Depuis le samedi 25 avril au matin jusqu’à ce dimanche 26 avril, le Mali fait face à une série d’attaques simultanées visant plusieurs villes stratégiques, notamment Bamako, Kati, Sévaré, Gao et Kidal.
Dans la capitale et à Kati, ville-garnison où réside le président de la transition, Assimi Goïta, des détonations et des échanges de tirs nourris ont été signalés, avec une reprise des combats tôt ce dimanche. Au nord, en particulier à Kidal, des affrontements opposent les Forces armées maliennes (FAMa), appuyées par des instructeurs étrangers, à des groupes armés incluant des rebelles touaregs et des combattants affiliés au JNIM.

Les localités de Sévaré et Gao ont également été visées par des tentatives d’incursion, illustrant le caractère coordonné et simultané de ces offensives. Selon plusieurs analyses, cette escalade traduit une volonté des groupes armés de frapper à la fois les centres de pouvoir et les zones stratégiques, dans un contexte de pression accrue sur les axes d’approvisionnement, notamment vers la capitale.
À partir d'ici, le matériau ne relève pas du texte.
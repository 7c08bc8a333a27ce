//! Interfaces through which locomotion affects things it doesn't own.

use crate::hand::HandSide;
use vek::*;


/// The externally owned rigid body representing the player's torso and head.
///
/// Locomotion only ever moves it by translating it or by setting its linear velocity.
pub trait BodyAnchor {
    fn position(&self) -> Vec3<f32>;

    fn linear_velocity(&self) -> Vec3<f32>;

    fn set_linear_velocity(&mut self, vel: Vec3<f32>);

    fn translate_by(&mut self, delta: Vec3<f32>);
}

/// Visual representation of a hand, which is told where the resolved hand is each tick.
pub trait HandProxy {
    fn set_proxy_position(&mut self, side: HandSide, pos: Vec3<f32>);
}

impl<F: FnMut(HandSide, Vec3<f32>)> HandProxy for F {
    fn set_proxy_position(&mut self, side: HandSide, pos: Vec3<f32>) {
        self(side, pos)
    }
}


/// Minimal body anchor which just stores a position and velocity.
#[derive(Debug, Copy, Clone, PartialEq, Default)]
pub struct KinematicBody {
    pub pos: Vec3<f32>,
    pub vel: Vec3<f32>,
}

impl KinematicBody {
    pub fn new(pos: Vec3<f32>) -> Self {
        KinematicBody {
            pos,
            vel: Vec3::zero(),
        }
    }

    /// Drift along the current velocity for `dt` seconds, under `gravity` pulling toward -Z.
    pub fn advance(&mut self, dt: f32, gravity: f32) {
        self.vel.z -= gravity * dt;
        self.pos += self.vel * dt;
    }
}

impl BodyAnchor for KinematicBody {
    fn position(&self) -> Vec3<f32> {
        self.pos
    }

    fn linear_velocity(&self) -> Vec3<f32> {
        self.vel
    }

    fn set_linear_velocity(&mut self, vel: Vec3<f32>) {
        self.vel = vel;
    }

    fn translate_by(&mut self, delta: Vec3<f32>) {
        self.pos += delta;
    }
}


#[test]
fn test_kinematic_body() {
    let mut body = KinematicBody::new(Vec3::new(0.0, 0.0, 10.0));
    body.translate_by(Vec3::new(1.0, 2.0, 3.0));
    assert_eq!(body.position(), Vec3::new(1.0, 2.0, 13.0));
    body.set_linear_velocity(Vec3::new(10.0, 0.0, 0.0));
    body.advance(0.5, 0.0);
    assert_eq!(body.position(), Vec3::new(6.0, 2.0, 13.0));
    body.advance(1.0, 2.0);
    assert_eq!(body.linear_velocity(), Vec3::new(10.0, 0.0, -2.0));
}

#[test]
fn test_closure_hand_proxy() {
    let mut published = Vec::new();
    {
        let mut proxy = |side: HandSide, pos: Vec3<f32>| published.push((side, pos));
        proxy.set_proxy_position(HandSide::Left, Vec3::new(1.0, 0.0, 0.0));
    }
    assert_eq!(published, vec![(HandSide::Left, Vec3::new(1.0, 0.0, 0.0))]);
}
Face à la situation, un couvre-feu a été instauré dans plusieurs villes, dont Bamako, de 21h à 6h pour une durée initiale de 72 heures. L’état-major malien affirme que la situation est « sous contrôle » et que des opérations de ratissage sont en cours, bien que le bilan humain reste incertain à ce stade.

Ces événements surviennent dans un contexte sécuritaire tendu, marqué par la reconfiguration du dispositif militaire après le retrait de la mission onusienne MINUSMA, et la persistance des menaces dans la région du Sahel.